=== WHAT YOU WILL DO ===
Look through the records and copy each line that has "formation" in it.

[[ MATERIALS PROVIDED open ]]

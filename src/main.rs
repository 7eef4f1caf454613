use agent_deck::cli::CliOverrides;
use tracing_subscriber::EnvFilter;

fn main() {
    tracing_subscriber::fmt()
        .with_env_filter(EnvFilter::try_from_default_env().unwrap_or_else(|_| "agent_deck=info".into()))
        .init();

    let cli = match CliOverrides::parse_from_env() {
        Ok(parsed) => parsed,
        Err(err) => {
            tracing::error!("{err}");
            std::process::exit(2);
        }
    };
    if let Err(err) = agent_deck::replay::run(&cli) {
        tracing::error!("replay failed: {err:?}");
        std::process::exit(1);
    }
}
use crate::agent_pool::{AddOutcome, AgentMeshPool};
use crate::animation::{AnimationPlayer, NullPlayer};
use crate::assets::{AssetTier, AvatarFactory, CustomModel, PrimitiveAvatarFactory};
use crate::camera::ViewportCamera;
use crate::config::{DeckConfig, PickingConfig};
use crate::dispatch::{CommandDispatcher, DispatchContext};
use crate::events::{DeckCommand, Subscription};
use crate::input::{Millis, PointerEvent};
use crate::picking::{HitTestScene, Target};
use crate::roster::{AgentId, AgentRecord, AreaRecord, BuildingRecord, RosterSnapshot};
use anyhow::Result;
use glam::{Vec2, Vec3};
use tracing::{debug, info};
use winit::dpi::PhysicalSize;

/// State the dispatcher reads but never writes.
struct DeckWorld {
    camera: ViewportCamera,
    picking: PickingConfig,
    buildings: Vec<BuildingRecord>,
    areas: Vec<AreaRecord>,
    draw_mode: bool,
    resize_armed: Option<String>,
    selection: Vec<AgentId>,
    pool: AgentMeshPool,
}

impl DeckWorld {
    fn context<'a>(&'a self, agent_positions: &'a [(AgentId, Vec3)]) -> DispatchContext<'a> {
        DispatchContext {
            projector: &self.camera,
            agents: &self.pool,
            agent_positions,
            scene: HitTestScene {
                buildings: &self.buildings,
                areas: &self.areas,
                resize_armed: self.resize_armed.as_deref(),
                draw_mode: self.draw_mode,
            },
            picking: &self.picking,
            selection: &self.selection,
        }
    }
}

/// Single entry point for hosts: pointer input in, commands out, roster snapshots in, avatars
/// kept in step.
pub struct CommandDeck {
    world: DeckWorld,
    dispatcher: CommandDispatcher,
}

impl CommandDeck {
    pub fn new(
        config: DeckConfig,
        camera: ViewportCamera,
        factory: Box<dyn AvatarFactory>,
        player: Box<dyn AnimationPlayer>,
    ) -> Self {
        let DeckConfig { gesture, picking, formation, pool, animation } = config;
        Self {
            world: DeckWorld {
                camera,
                picking,
                buildings: Vec::new(),
                areas: Vec::new(),
                draw_mode: false,
                resize_armed: None,
                selection: Vec::new(),
                pool: AgentMeshPool::new(pool, &animation, factory, player),
            },
            dispatcher: CommandDispatcher::new(gesture, formation),
        }
    }

    /// Primitive avatars, no animation player, overview camera.
    pub fn headless(config: DeckConfig, viewport: PhysicalSize<u32>) -> Self {
        Self::new(
            config,
            ViewportCamera::overview(viewport),
            Box::new(PrimitiveAvatarFactory::default()),
            Box::new(NullPlayer),
        )
    }

    pub fn camera(&self) -> &ViewportCamera {
        &self.world.camera
    }

    pub fn camera_mut(&mut self) -> &mut ViewportCamera {
        &mut self.world.camera
    }

    pub fn pool(&self) -> &AgentMeshPool {
        &self.world.pool
    }

    pub fn dispatcher(&self) -> &CommandDispatcher {
        &self.dispatcher
    }

    pub fn selection(&self) -> &[AgentId] {
        &self.world.selection
    }

    pub fn handle_pointer(&mut self, event: &PointerEvent) -> Vec<DeckCommand> {
        let positions = self.world.pool.positions();
        let ctx = self.world.context(&positions);
        self.dispatcher.handle(event, &ctx)
    }

    /// Per-frame update: walks avatars by `dt` seconds and fires due long-press timers.
    pub fn tick(&mut self, now: Millis, dt: f32) -> Vec<DeckCommand> {
        self.world.pool.tick(dt);
        let positions = self.world.pool.positions();
        let ctx = self.world.context(&positions);
        self.dispatcher.tick(now, &ctx)
    }

    pub fn cancel_all(&mut self) -> Vec<DeckCommand> {
        self.dispatcher.cancel_all()
    }

    /// What lies under a screen point right now.
    pub fn hit_test(&self, screen: Vec2) -> Target {
        let positions = Vec::new();
        self.world.context(&positions).resolver().resolve(screen)
    }

    /// Incremental roster update; the selection follows the roster's selected flags.
    pub fn apply_roster(&mut self, roster: &RosterSnapshot) {
        self.world.selection = roster.selection();
        self.world.pool.apply_roster(roster);
    }

    /// Rebuilds every avatar from scratch.
    pub fn resync(&mut self, roster: &RosterSnapshot) {
        info!(agents = roster.agents.len(), "full resync");
        self.world.selection = roster.selection();
        self.world.pool.sync_all(roster);
    }

    pub fn add_agent(&mut self, record: AgentRecord) -> AddOutcome {
        self.world.pool.add(record)
    }

    pub fn remove_agent(&mut self, id: &str) -> bool {
        self.world.selection.retain(|selected| selected != id);
        self.world.pool.remove(id)
    }

    pub fn update_agent(&mut self, record: AgentRecord, moving: bool) {
        self.world.pool.update(record, moving);
    }

    /// Overrides the roster-derived selection until the next roster snapshot.
    pub fn set_selection(&mut self, selection: Vec<AgentId>) {
        self.world.selection = selection;
    }

    pub fn set_buildings(&mut self, buildings: Vec<BuildingRecord>) {
        self.world.buildings = buildings;
    }

    pub fn set_areas(&mut self, areas: Vec<AreaRecord>) {
        if let Some(armed) = &self.world.resize_armed {
            if !areas.iter().any(|area| &area.id == armed) {
                debug!(area = %armed, "armed area disappeared, disarming resize");
                self.world.resize_armed = None;
            }
        }
        self.world.areas = areas;
    }

    pub fn set_draw_mode(&mut self, enabled: bool) {
        self.world.draw_mode = enabled;
    }

    /// Makes the corner handles of `area` hit-testable; `None` disarms.
    pub fn arm_resize(&mut self, area: Option<String>) {
        self.world.resize_armed = area;
    }

    pub fn on_character_assets_ready(&mut self, tier: AssetTier) {
        self.world.pool.on_character_assets_ready(tier);
    }

    pub fn resolve_custom_model(&mut self, key: &str, result: Result<CustomModel>) {
        self.world.pool.resolve_custom_model(key, result);
    }

    pub fn take_model_requests(&mut self) -> Vec<String> {
        self.world.pool.take_model_requests()
    }

    pub fn set_brightness(&mut self, brightness: f32) {
        self.world.pool.set_brightness(brightness);
    }

    pub fn set_character_scale(&mut self, scale: f32) {
        self.world.pool.set_character_scale(scale);
    }

    pub fn set_idle_animation(&mut self, clip: impl Into<String>) {
        self.world.pool.set_idle_animation(clip);
    }

    pub fn set_working_animation(&mut self, clip: impl Into<String>) {
        self.world.pool.set_working_animation(clip);
    }

    pub fn subscribe<F>(&mut self, handler: F) -> Subscription
    where
        F: FnMut(&DeckCommand) + 'static,
    {
        self.dispatcher.subscribe(handler)
    }

    pub fn subscribe_once<F>(&mut self, handler: F) -> Subscription
    where
        F: FnMut(&DeckCommand) + 'static,
    {
        self.dispatcher.bus_mut().subscribe_once(handler)
    }

    pub fn unsubscribe(&mut self, subscription: Subscription) -> bool {
        self.dispatcher.bus_mut().unsubscribe(subscription)
    }
}
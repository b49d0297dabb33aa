//! Shrinks formatter edits to the span that actually differs.
//!
//! Formatters report sufficient edits, not minimal ones: a tidy-up of
//! `"foo   "` arrives as "replace `foo   ` with `foo`". The minimizer
//! compares the replacement against the original text and rewrites such
//! edits into pure deletions at one edge of the old span. Only one edge is
//! ever trimmed; an edit whose old and new text differ in the interior is
//! reported as-is.

use crate::error::ChangeResult;
use crate::finding::Finding;
use crate::span::{TextChange, TextSpan};

/// Minimize every change against `original`, preserving input order and
/// dropping changes that do nothing.
///
/// Changes are expected in the order a formatter produces them
/// (ascending, non-overlapping); they are not re-sorted. A change whose span
/// falls outside `original` aborts the whole pass.
pub fn minimize_changes<I>(original: &str, changes: I) -> ChangeResult<Vec<Finding>>
where
    I: IntoIterator<Item = TextChange>,
{
    let mut findings = Vec::new();
    for change in changes {
        if let Some(finding) = minimize_change(original, change)? {
            findings.push(finding);
        }
    }
    Ok(findings)
}

/// Minimize a single change. Returns `None` when the change is a no-op,
/// either as given or after trimming.
pub fn minimize_change(original: &str, change: TextChange) -> ChangeResult<Option<Finding>> {
    change.span().slice(original)?;

    if change.is_noop() {
        return Ok(None);
    }

    let change = trim_leading(original, &change)
        .or_else(|| trim_trailing(original, &change))
        .unwrap_or(change);

    if change.is_noop() {
        return Ok(None);
    }
    Ok(Some(Finding::from_change(change)))
}

/// The tail of the old span already reads `new_text`: delete the head.
fn trim_leading(original: &str, change: &TextChange) -> Option<TextChange> {
    let span = change.span();
    let new_text = change.new_text();
    let offset = span.len().checked_sub(new_text.len())?;

    let kept = TextSpan::from_len(span.start() + offset, new_text.len());
    if original.get(kept.range())? != new_text {
        return None;
    }
    Some(TextChange::delete(TextSpan::from_len(span.start(), offset)))
}

/// The head of the old span already reads `new_text`: delete the tail.
fn trim_trailing(original: &str, change: &TextChange) -> Option<TextChange> {
    let span = change.span();
    let new_text = change.new_text();
    if new_text.len() >= span.len() {
        return None;
    }

    let kept = TextSpan::from_len(span.start(), new_text.len());
    if original.get(kept.range())? != new_text {
        return None;
    }
    let removed = TextSpan::new(kept.end(), span.end()).ok()?;
    Some(TextChange::delete(removed))
}

#[cfg(test)]
mod tests {
    use super::*;

    fn change(start: usize, end: usize, text: &str) -> TextChange {
        TextChange::new(TextSpan::new(start, end).unwrap(), text)
    }

    #[test]
    fn identical_replacement_is_dropped() {
        let result = minimize_change("  x", change(0, 2, "  ")).unwrap();
        assert_eq!(result, None);
    }

    #[test]
    fn deletion_passes_through() {
        let finding = minimize_change("abc  ", change(3, 5, "")).unwrap().unwrap();
        assert_eq!(finding.span, TextSpan::new(3, 5).unwrap());
        assert!(finding.replacement_text.is_empty());
    }

    #[test]
    fn leading_trim_wins_over_trailing_trim() {
        // "aa" -> "a" matches at both edges; the head is deleted.
        let finding = minimize_change("aa", change(0, 2, "a")).unwrap().unwrap();
        assert_eq!(finding.span, TextSpan::new(0, 1).unwrap());
    }

    #[test]
    fn multibyte_tail_is_trimmed_on_char_boundaries() {
        let finding = minimize_change("\u{3000}é", change(0, 5, "é"))
            .unwrap()
            .unwrap();
        assert_eq!(finding.span, TextSpan::new(0, 3).unwrap());
    }
}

[[ MATERIALS PROVIDED closed ]]

=== ANSWER TO THIS TASK ===
        let DeckConfig { gesture, picking, formation, pool, animation } = config;
            dispatcher: CommandDispatcher::new(gesture, formation),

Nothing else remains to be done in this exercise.